Ah, parfait ! Pour la modique somme de…
J’ai recouru à ces calculateurs d’inflation qu’on trouve sur le Net ; voici donc ce qu’il m’en coûterait aujourd’hui : 125 euros la journée, plus les frais de déplacement et de restauration. J’avais la chance d’être hébergé chez un ami pour la nuit. Arrondir à 160 euros me paraît raisonnable. Trois cent vingt euros par mois pour m’entendre dire de la bouche du fort sympathique romancier gallimardien qu’un de nos grands auteurs avait un jour déclaré à propos du verbe « faire » qu’on devrait en limiter l’usage car il signifiait « chier ». Voilà. Alors, que devais-je faire ?
C’est bien sûr à dessein que je m’en remets à ce raccourci dépréciateur afin de symboliser le peu qu’on retire d’une dépense où l’orgueil le dispute à la soif d’apprendre. Sans voir plus loin que le bout de son style. Sans mesurer pleinement la nécessité de l’effort. J’ai évidemment appris nombre de choses au cours de ces années. Autant sur moi que sur mes compagnons de galère ramant du bout de leur stylo dans les eaux incertaines de la gloire intellectuelle. Et j’ai aussi retenu pas mal de ficelles nécessaires à l’élaboration d’un texte. Tout n’a pas été vain.
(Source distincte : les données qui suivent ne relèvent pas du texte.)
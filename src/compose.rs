use std::cmp::min;

use super::ops::{Insert, Retain};
use super::{Attributes, Delta, Op};

/// Implemented by types that can apply a series of operations in sequence.
///
/// For deltas, `a.compose(&b)` returns the single delta whose application
/// equals applying `a` and then `b`. Composition is associative and the
/// empty delta is its identity.
pub trait Compose<Rhs> {
    /// Output type that applying a series of operations to this type
    /// produces.
    type Output;

    /// Applies the given series of operations to the receiver and returns
    /// the result.
    fn compose(self, rhs: Rhs) -> Self::Output;
}

impl Compose<&Delta> for &Delta {
    type Output = Delta;

    fn compose(self, other: &Delta) -> Delta {
        let mut this_iter = self.op_iter();
        let mut other_iter = other.op_iter();

        let mut result = Delta::new();

        // A leading plain retain in `other` passes the head of `self`
        // through untouched; whole inserts covered by it are copied
        // verbatim instead of being sliced and re-merged.
        if let Some(Op::Retain(first)) = other_iter.peek() {
            if first.attributes.is_none() {
                let mut left = first.retain;
                while this_iter.is_next_insert() && this_iter.peek_len() <= left {
                    left -= this_iter.peek_len();
                    result.push(this_iter.take(usize::MAX));
                }
                if first.retain - left > 0 {
                    other_iter.take(first.retain - left);
                }
            }
        }

        while this_iter.has_next() || other_iter.has_next() {
            if other_iter.is_next_insert() {
                // new content does not consume anything from `self`
                result.push(other_iter.take(usize::MAX));
            } else if this_iter.is_next_delete() {
                // content `self` already removed cannot be touched by `other`
                result.push(this_iter.take(usize::MAX));
            } else {
                let len = min(this_iter.peek_len(), other_iter.peek_len());
                let this_op = this_iter.take(len);
                let other_op = other_iter.take(len);

                match other_op {
                    Op::Retain(other_retain) => {
                        // the result keeps this's shape; nulls survive only
                        // between two retains, where the erasure still has a
                        // base to act on downstream
                        let attributes = Attributes::compose(
                            this_op.attributes(),
                            other_retain.attributes.as_ref(),
                            this_op.is_retain(),
                        );
                        let op = match this_op {
                            Op::Retain(_) => Op::Retain(Retain {
                                retain: len,
                                attributes,
                            }),
                            Op::Insert(insert) => Op::Insert(Insert {
                                insert: insert.insert,
                                attributes,
                            }),
                            Op::Delete(_) => unreachable!("deletes are consumed before length matching"),
                        };

                        let tail = op.clone();
                        result.push(op);

                        // once `other` is exhausted the rest of `self` passes
                        // through unchanged
                        if !other_iter.has_next() && result.ops().last() == Some(&tail) {
                            let rest = Delta::from(this_iter.take_rest());
                            return result.concat(&rest).trim();
                        }
                    }
                    Op::Delete(delete) => {
                        if this_op.is_retain() {
                            result.push(Op::Delete(delete));
                        }
                        // a deleted insert cancels out entirely
                    }
                    Op::Insert(_) => unreachable!("other inserts are consumed before length matching"),
                }
            }
        }

        result.trim()
    }
}

#[cfg(test)]
mod tests {
    use crate::attrs;

    use super::{Compose, Delta};
    use serde_json::Value;

    #[test]
    fn test_insert_insert() {
        let a = Delta::new().insert("A", None);
        let b = Delta::new().insert("B", None);

        assert_eq!(a.compose(&b), Delta::new().insert("BA", None));
    }

    #[test]
    fn test_insert_retain() {
        let a = Delta::new().insert("A", None);
        let b = Delta::new().retain(1, attrs! { "bold" => true, "color" => "red" });

        assert_eq!(
            a.compose(&b),
            Delta::new().insert("A", attrs! { "bold" => true, "color" => "red" }),
        );
    }

    #[test]
    fn test_insert_delete() {
        let a = Delta::new().insert("A", None);
        let b = Delta::new().delete(1);

        assert_eq!(a.compose(&b), Delta::new());
    }

    #[test]
    fn test_retain_insert() {
        let a = Delta::new().retain(1, attrs! { "color" => "blue" });
        let b = Delta::new().insert("B", None);

        assert_eq!(
            a.compose(&b),
            Delta::new()
                .insert("B", None)
                .retain(1, attrs! { "color" => "blue" }),
        );
    }

    #[test]
    fn test_retain_retain() {
        let a = Delta::new().retain(1, attrs! { "color" => "blue" });
        let b = Delta::new().retain(1, attrs! { "bold" => true, "color" => "red" });

        assert_eq!(
            a.compose(&b),
            Delta::new().retain(1, attrs! { "bold" => true, "color" => "red" }),
        );
    }

    #[test]
    fn test_retain_delete() {
        let a = Delta::new().retain(1, attrs! { "color" => "blue" });
        let b = Delta::new().delete(1);

        assert_eq!(a.compose(&b), Delta::new().delete(1));
    }

    #[test]
    fn test_delete_insert() {
        let a = Delta::new().delete(1);
        let b = Delta::new().insert("B", None);

        assert_eq!(a.compose(&b), Delta::new().insert("B", None).delete(1));
    }

    #[test]
    fn test_delete_retain() {
        let a = Delta::new().delete(1);
        let b = Delta::new().retain(1, attrs! { "bold" => true });

        assert_eq!(
            a.compose(&b),
            Delta::new().delete(1).retain(1, attrs! { "bold" => true }),
        );
    }

    #[test]
    fn test_delete_delete() {
        let a = Delta::new().delete(1);
        let b = Delta::new().delete(2);

        assert_eq!(a.compose(&b), Delta::new().delete(3));
    }

    #[test]
    fn test_insert_mid() {
        let a = Delta::new().insert("Hello", None);
        let b = Delta::new().retain(3, None).insert("X", None);

        assert_eq!(a.compose(&b), Delta::new().insert("HelXlo", None));
    }

    #[test]
    fn test_insert_in_middle_of_document() {
        let a = Delta::new().insert("Hello", None);
        let b = Delta::new().retain(5, None).insert(" World", None);

        assert_eq!(a.compose(&b), Delta::new().insert("Hello World", None));
    }

    #[test]
    fn test_delete_all() {
        let a = Delta::new().retain(4, None).insert("Hello", None);
        let b = Delta::new().delete(9);

        assert_eq!(a.compose(&b), Delta::new().delete(4));
    }

    #[test]
    fn test_retain_more_than_length() {
        let a = Delta::new().insert("Hello", None);
        let b = Delta::new().retain(10, None);

        assert_eq!(a.compose(&b), Delta::new().insert("Hello", None));
    }

    #[test]
    fn test_remove_attributes() {
        let a = Delta::new().insert("A", attrs! { "bold" => true });
        let b = Delta::new().retain(1, attrs! { "bold" => Value::Null });

        assert_eq!(a.compose(&b), Delta::new().insert("A", None));
    }

    #[test]
    fn test_retain_keeps_null_for_later() {
        let a = Delta::new().retain(1, attrs! { "color" => "blue" });
        let b = Delta::new().retain(1, attrs! { "color" => Value::Null });

        assert_eq!(
            a.compose(&b),
            Delta::new().retain(1, attrs! { "color" => Value::Null }),
        );
    }

    #[test]
    fn test_retain_start_optimization() {
        let a = Delta::new()
            .insert("A", attrs! { "bold" => true })
            .insert("B", None)
            .insert("C", attrs! { "bold" => true })
            .delete(1);
        let b = Delta::new().retain(3, None).insert("D", None);

        assert_eq!(
            a.compose(&b),
            Delta::new()
                .insert("A", attrs! { "bold" => true })
                .insert("B", None)
                .insert("C", attrs! { "bold" => true })
                .insert("D", None)
                .delete(1),
        );
    }

    #[test]
    fn test_retain_start_optimization_split() {
        let a = Delta::new()
            .insert("A", attrs! { "bold" => true })
            .insert("B", None)
            .insert("C", attrs! { "bold" => true })
            .retain(5, None)
            .delete(1);
        let b = Delta::new().retain(4, None).insert("D", None);

        assert_eq!(
            a.compose(&b),
            Delta::new()
                .insert("A", attrs! { "bold" => true })
                .insert("B", None)
                .insert("C", attrs! { "bold" => true })
                .retain(1, None)
                .insert("D", None)
                .retain(4, None)
                .delete(1),
        );
    }

    #[test]
    fn test_retain_end_optimization() {
        let a = Delta::new()
            .insert("A", attrs! { "bold" => true })
            .insert("B", None)
            .insert("C", attrs! { "bold" => true });
        let b = Delta::new().delete(1);

        assert_eq!(
            a.compose(&b),
            Delta::new()
                .insert("B", None)
                .insert("C", attrs! { "bold" => true }),
        );
    }

    #[test]
    fn test_retain_end_optimization_join() {
        let a = Delta::new()
            .insert("A", attrs! { "bold" => true })
            .insert("B", None)
            .insert("C", attrs! { "bold" => true })
            .insert("D", None)
            .insert("E", attrs! { "bold" => true })
            .insert("F", None);
        let b = Delta::new().retain(1, None).delete(1);

        assert_eq!(
            a.compose(&b),
            Delta::new()
                .insert("AC", attrs! { "bold" => true })
                .insert("D", None)
                .insert("E", attrs! { "bold" => true })
                .insert("F", None),
        );
    }

    #[test]
    fn test_compose_identity() {
        let a = Delta::new()
            .insert("Hello", attrs! { "bold" => true })
            .retain(3, None)
            .delete(2);

        assert_eq!(a.compose(&Delta::new()), a);
        assert_eq!(Delta::new().compose(&a), a);
    }

    #[test]
    fn test_compose_associativity() {
        let a = Delta::new().insert("Hello", None);
        let b = Delta::new().retain(5, None).insert(" World", None);
        let c = Delta::new().retain(2, attrs! { "bold" => true }).delete(4);

        assert_eq!(a.compose(&b).compose(&c), a.compose(&b.compose(&c)));
    }
}
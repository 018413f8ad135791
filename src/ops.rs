//! Types that represent the insert, retain and delete operations of a delta.
//!
//! Each struct's field names are exactly the keys of its wire encoding, so
//! the serde derives produce the canonical JSON shape (`{"insert": "abc"}`,
//! `{"retain": 5, "attributes": {...}}`, `{"delete": 3}`) without any custom
//! serialization code.

use std::cmp::min;

use arbitrary::Arbitrary;
use serde::{Deserialize, Deserializer, Serialize};

use super::Attributes;

/// Implemented by types that have a length: the operations, [`Op`](super::Op)
/// and [`Delta`](super::Delta).
pub trait Len {
    /// Should return the exact length of the receiver, counted in Unicode
    /// scalar values for text.
    fn len(&self) -> usize;
}

/// Represents an operation that inserts text with optional attributes.
#[derive(Arbitrary, Clone, Debug, Default, PartialEq, Serialize, Deserialize)]
pub struct Insert {
    /// The text this operation adds to the document.
    pub insert: String,

    /// Formatting applied to the inserted text. Absent means unformatted.
    /// This is the document's final state for the range, so a `null` value
    /// here carries no meaning and is dropped when attributes are composed
    /// onto it.
    #[serde(skip_serializing_if = "Option::is_none")]
    pub attributes: Option<Attributes>,
}

impl Insert {
    /// Returns a plain retain operation with the same length as this
    /// insert's text.
    pub fn as_retain(&self) -> Retain {
        Retain {
            retain: self.len(),
            attributes: None,
        }
    }

    /// Returns the sub-operation covering `len` characters starting at
    /// `offset`, clamped to the text.
    pub fn slice(&self, offset: usize, len: usize) -> Insert {
        Insert {
            insert: self.insert.chars().skip(offset).take(len).collect(),
            attributes: self.attributes.clone(),
        }
    }
}

impl Len for Insert {
    fn len(&self) -> usize {
        self.insert.chars().count()
    }
}

/// Represents an operation that keeps a run of the document, optionally
/// updating its attributes.
#[derive(Arbitrary, Clone, Debug, PartialEq, Serialize, Deserialize)]
pub struct Retain {
    /// The number of characters to keep.
    #[serde(deserialize_with = "finite_len")]
    pub retain: usize,

    /// Attribute changes applied to the retained run. A `null` value removes
    /// that attribute from the document.
    #[serde(skip_serializing_if = "Option::is_none")]
    pub attributes: Option<Attributes>,
}

impl Retain {
    /// Returns the sub-operation covering `len` characters starting at
    /// `offset`, clamped to this operation's length.
    pub fn slice(&self, offset: usize, len: usize) -> Retain {
        Retain {
            retain: min(len, self.retain.saturating_sub(offset)),
            attributes: self.attributes.clone(),
        }
    }
}

impl Len for Retain {
    fn len(&self) -> usize {
        self.retain
    }
}

/// Represents an operation that removes a run of the document. Deletes never
/// carry attributes.
#[derive(Arbitrary, Clone, Copy, Debug, Default, PartialEq, Serialize, Deserialize)]
pub struct Delete {
    /// The number of characters to remove.
    #[serde(deserialize_with = "finite_len")]
    pub delete: usize,
}

impl Delete {
    /// Returns the sub-operation covering `len` characters starting at
    /// `offset`, clamped to this operation's length.
    pub fn slice(&self, offset: usize, len: usize) -> Delete {
        Delete {
            delete: min(len, self.delete.saturating_sub(offset)),
        }
    }
}

impl Len for Delete {
    fn len(&self) -> usize {
        self.delete
    }
}

/// `usize::MAX` is reserved as the unbounded length produced by a cursor
/// reading past the end of a delta. It never appears on the wire.
fn finite_len<'de, D>(deserializer: D) -> Result<usize, D::Error>
where
    D: Deserializer<'de>,
{
    let len = usize::deserialize(deserializer)?;
    if len == usize::MAX {
        return Err(serde::de::Error::custom("operation length out of range"));
    }
    Ok(len)
}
Puis, j’ai quelques souvenirs en bas de pages et des amitiés dans les marges.
J’ignore ce qu’il en est de ces ateliers en présentiel aujourd’hui, si ce n’est qu’à l’heure du numérique, ce qu’on a longtemps perçu comme un effet de mode a connu une seconde jeunesse. Ma seconde jeunesse.
C’est en 2005, un diplôme de correcteur d’édition en poche, que m’a échu la tâche gratifiante consistant à effectuer des retours sur les textes des stagiaires au sein de L’esprit livre. J’avais eu entre les mains une dizaine de romans d’un éditeur exigeant un travail soigné, aussi, sans me sentir fin prêt, je n’étais pas démuni.
J’avais consacré plus de vingt ans de ma vie à l’écriture sous une forme ou une autre, lu plus de romans que ne pouvaient en supporter mes étagères, et potassé divers ouvrages disséquant quantité de ressorts narratifs et de figures rhétoriques, pléthore d’astuces pour aguicher son lecteur et myriade de procédés afin de ficeler une intrigue efficace.
J’avoue avoir un peu tâtonné, au départ. Comment j’ai fait emprunter des déviations à des personnes faisant fausse route et pourquoi elles ont généralement accepté de suivre mes conseils-itinéraires bis, cela fait partie de mes petits secrets. Nous en avons tous.
L’un d’eux est peut-être d’appartenir à la catégorie des bourrus plein de tact.
Vous voyez le gars qui fulmine intérieurement et dont l’exaspération provoquée par une erreur de débutant qu’il se pardonnait facilement dans sa jeunesse se traduit au pire par un léger haussement de sourcil ? Bon, un grommellement de temps à autre. C’est moi.
Il m’a fallu pour cet article à peu près trois pages afin de passer du statut d’apprenant à celui de formateur autodidacte.
Je ne pense pas que le Net calcule l’inflation de la passion d’écrire.